Records from a data collection:
*-*-*
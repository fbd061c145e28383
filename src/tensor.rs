//! Batched input rows handed to the engines.

use crate::errors::{ShapeError, ShapeResult};

/// Maximum number of `f32` values a single tensor may hold.
///
/// Three tensors of this size still fit, in bytes, inside one allocation.
pub const MAX_TENSOR_ELEMENTS: usize = isize::MAX as usize / (4 * std::mem::size_of::<f32>());

/// Number of values in a `rows x features` tensor, rejecting sizes that
/// overflow or exceed [`MAX_TENSOR_ELEMENTS`].
pub(crate) fn checked_elements(
    tensor: &'static str,
    rows: usize,
    features: usize,
) -> ShapeResult<usize> {
    rows.checked_mul(features)
        .filter(|&elements| elements <= MAX_TENSOR_ELEMENTS)
        .ok_or(ShapeError::TensorTooLarge {
            tensor,
            rows,
            features,
            max_elements: MAX_TENSOR_ELEMENTS,
        })
}

/// A row-major batch of feature vectors.
///
/// The batch may be empty; the engines reject empty batches when they
/// validate their input, so the failure is reported where it matters.
#[derive(Debug, Clone, PartialEq)]
pub struct Batch {
    data: Vec<f32>,
    width: usize,
}

impl Batch {
    /// Wraps `data` as rows of `width` values.
    pub fn new(data: Vec<f32>, width: usize) -> ShapeResult<Self> {
        if width == 0 {
            return Err(ShapeError::ZeroDimension { dimension: "input" });
        }
        if !data.len().is_multiple_of(width) {
            return Err(ShapeError::RaggedInput {
                len: data.len(),
                width,
            });
        }
        Ok(Self { data, width })
    }

    /// Builds a batch by repeating one feature vector `rows` times.
    pub fn repeat_row(row: &[f32], rows: usize) -> ShapeResult<Self> {
        let mut data = Vec::with_capacity(checked_elements("input", rows, row.len())?);
        for _ in 0..rows {
            data.extend_from_slice(row);
        }
        Self::new(data, row.len())
    }

    pub fn rows(&self) -> usize {
        self.data.len() / self.width
    }

    pub fn width(&self) -> usize {
        self.width
    }

    pub fn as_slice(&self) -> &[f32] {
        &self.data
    }

    pub fn row(&self, index: usize) -> Option<&[f32]> {
        let start = index.checked_mul(self.width)?;
        self.data.get(start..start + self.width)
    }

    /// Checks the batch against an engine's expected row width.
    pub(crate) fn validate_for(&self, input_dim: usize) -> ShapeResult<()> {
        if self.width != input_dim {
            return Err(ShapeError::InputWidthMismatch {
                expected: input_dim,
                actual: self.width,
            });
        }
        if self.data.is_empty() {
            return Err(ShapeError::EmptyBatch);
        }
        Ok(())
    }
}

#[cfg(test)]
mod tests {
    use super::*;

    #[test]
    fn test_ragged_input() {
        let result = Batch::new(vec![1.0, 2.0, 3.0], 2);
        assert_eq!(result, Err(ShapeError::RaggedInput { len: 3, width: 2 }));
    }

    #[test]
    fn test_repeat_row() {
        let batch = Batch::repeat_row(&[1.0, 2.0], 3).unwrap();
        assert_eq!(batch.rows(), 3);
        assert_eq!(batch.row(2), Some(&[1.0, 2.0][..]));
        assert_eq!(batch.row(3), None);
    }

    #[test]
    fn test_repeat_row_rejects_oversized_batch() {
        let result = Batch::repeat_row(&[1.0; 1024], usize::MAX / 2);
        assert!(matches!(
            result,
            Err(ShapeError::TensorTooLarge {
                tensor: "input",
                features: 1024,
                ..
            })
        ));
    }

    #[test]
    fn test_checked_elements() {
        assert_eq!(checked_elements("output", 32, 1024), Ok(32 * 1024));
        assert!(checked_elements("output", usize::MAX, 2).is_err());
        assert!(checked_elements("output", MAX_TENSOR_ELEMENTS + 1, 1).is_err());
        assert_eq!(
            checked_elements("output", MAX_TENSOR_ELEMENTS, 1),
            Ok(MAX_TENSOR_ELEMENTS)
        );
    }

    #[test]
    fn test_validate_for() {
        let batch = Batch::new(vec![0.0; 4], 2).unwrap();
        assert!(batch.validate_for(2).is_ok());
        assert_eq!(
            batch.validate_for(3),
            Err(ShapeError::InputWidthMismatch {
                expected: 3,
                actual: 2
            })
        );

        let empty = Batch::new(Vec::new(), 2).unwrap();
        assert_eq!(empty.validate_for(2), Err(ShapeError::EmptyBatch));
    }
}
*-*-*
Action item:
Word for word, restate the lines above.

Answer space:
repository fbd061c145e28383
filename src/tensor.rs
//! Batched input rows handed to the engines.

use crate::errors::{ShapeError, ShapeResult};

/// Maximum number of `f32` values a single tensor may hold.
///
/// Three tensors of this size still fit, in bytes, inside one allocation.
pub const MAX_TENSOR_ELEMENTS: usize = isize::MAX as usize / (4 * std::mem::size_of::<f32>());

/// Number of values in a `rows x features` tensor, rejecting sizes that
/// overflow or exceed [`MAX_TENSOR_ELEMENTS`].
pub(crate) fn checked_elements(
    tensor: &'static str,
    rows: usize,
    features: usize,
) -> ShapeResult<usize> {
    rows.checked_mul(features)
        .filter(|&elements| elements <= MAX_TENSOR_ELEMENTS)
        .ok_or(ShapeError::TensorTooLarge {
            tensor,
            rows,
            features,
            max_elements: MAX_TENSOR_ELEMENTS,
        })
}

/// A row-major batch of feature vectors.
///
/// The batch may be empty; the engines reject empty batches when they
/// validate their input, so the failure is reported where it matters.
#[derive(Debug, Clone, PartialEq)]
pub struct Batch {
    data: Vec<f32>,
    width: usize,
}

impl Batch {
    /// Wraps `data` as rows of `width` values.
    pub fn new(data: Vec<f32>, width: usize) -> ShapeResult<Self> {
        if width == 0 {
            return Err(ShapeError::ZeroDimension { dimension: "input" });
        }
        if !data.len().is_multiple_of(width) {
            return Err(ShapeError::RaggedInput {
                len: data.len(),
                width,
            });
        }
        Ok(Self { data, width })
    }

    /// Builds a batch by repeating one feature vector `rows` times.
    pub fn repeat_row(row: &[f32], rows: usize) -> ShapeResult<Self> {
        let mut data = Vec::with_capacity(checked_elements("input", rows, row.len())?);
        for _ in 0..rows {
            data.extend_from_slice(row);
        }
        Self::new(data, row.len())
    }

    pub fn rows(&self) -> usize {
        self.data.len() / self.width
    }

    pub fn width(&self) -> usize {
        self.width
    }

    pub fn as_slice(&self) -> &[f32] {
        &self.data
    }

    pub fn row(&self, index: usize) -> Option<&[f32]> {
        let start = index.checked_mul(self.width)?;
        self.data.get(start..start + self.width)
    }

    /// Checks the batch against an engine's expected row width.
    pub(crate) fn validate_for(&self, input_dim: usize) -> ShapeResult<()> {
        if self.width != input_dim {
            return Err(ShapeError::InputWidthMismatch {
                expected: input_dim,
                actual: self.width,
            });
        }
        if self.data.is_empty() {
            return Err(ShapeError::EmptyBatch);
        }
        Ok(())
    }
}

#[cfg(test)]
mod tests {
    use super::*;

    #[test]
    fn test_ragged_input() {
        let result = Batch::new(vec![1.0, 2.0, 3.0], 2);
        assert_eq!(result, Err(ShapeError::RaggedInput { len: 3, width: 2 }));
    }

    #[test]
    fn test_repeat_row() {
        let batch = Batch::repeat_row(&[1.0, 2.0], 3).unwrap();
        assert_eq!(batch.rows(), 3);
        assert_eq!(batch.row(2), Some(&[1.0, 2.0][..]));
        assert_eq!(batch.row(3), None);
    }

    #[test]
    fn test_repeat_row_rejects_oversized_batch() {
        let result = Batch::repeat_row(&[1.0; 1024], usize::MAX / 2);
        assert!(matches!(
            result,
            Err(ShapeError::TensorTooLarge {
                tensor: "input",
                features: 1024,
                ..
            })
        ));
    }

    #[test]
    fn test_checked_elements() {
        assert_eq!(checked_elements("output", 32, 1024), Ok(32 * 1024));
        assert!(checked_elements("output", usize::MAX, 2).is_err());
        assert!(checked_elements("output", MAX_TENSOR_ELEMENTS + 1, 1).is_err());
        assert_eq!(
            checked_elements("output", MAX_TENSOR_ELEMENTS, 1),
            Ok(MAX_TENSOR_ELEMENTS)
        );
    }

    #[test]
    fn test_validate_for() {
        let batch = Batch::new(vec![0.0; 4], 2).unwrap();
        assert!(batch.validate_for(2).is_ok());
        assert_eq!(
            batch.validate_for(3),
            Err(ShapeError::InputWidthMismatch {
                expected: 3,
                actual: 2
            })
        );

        let empty = Batch::new(Vec::new(), 2).unwrap();
        assert_eq!(empty.validate_for(2), Err(ShapeError::EmptyBatch));
    }
}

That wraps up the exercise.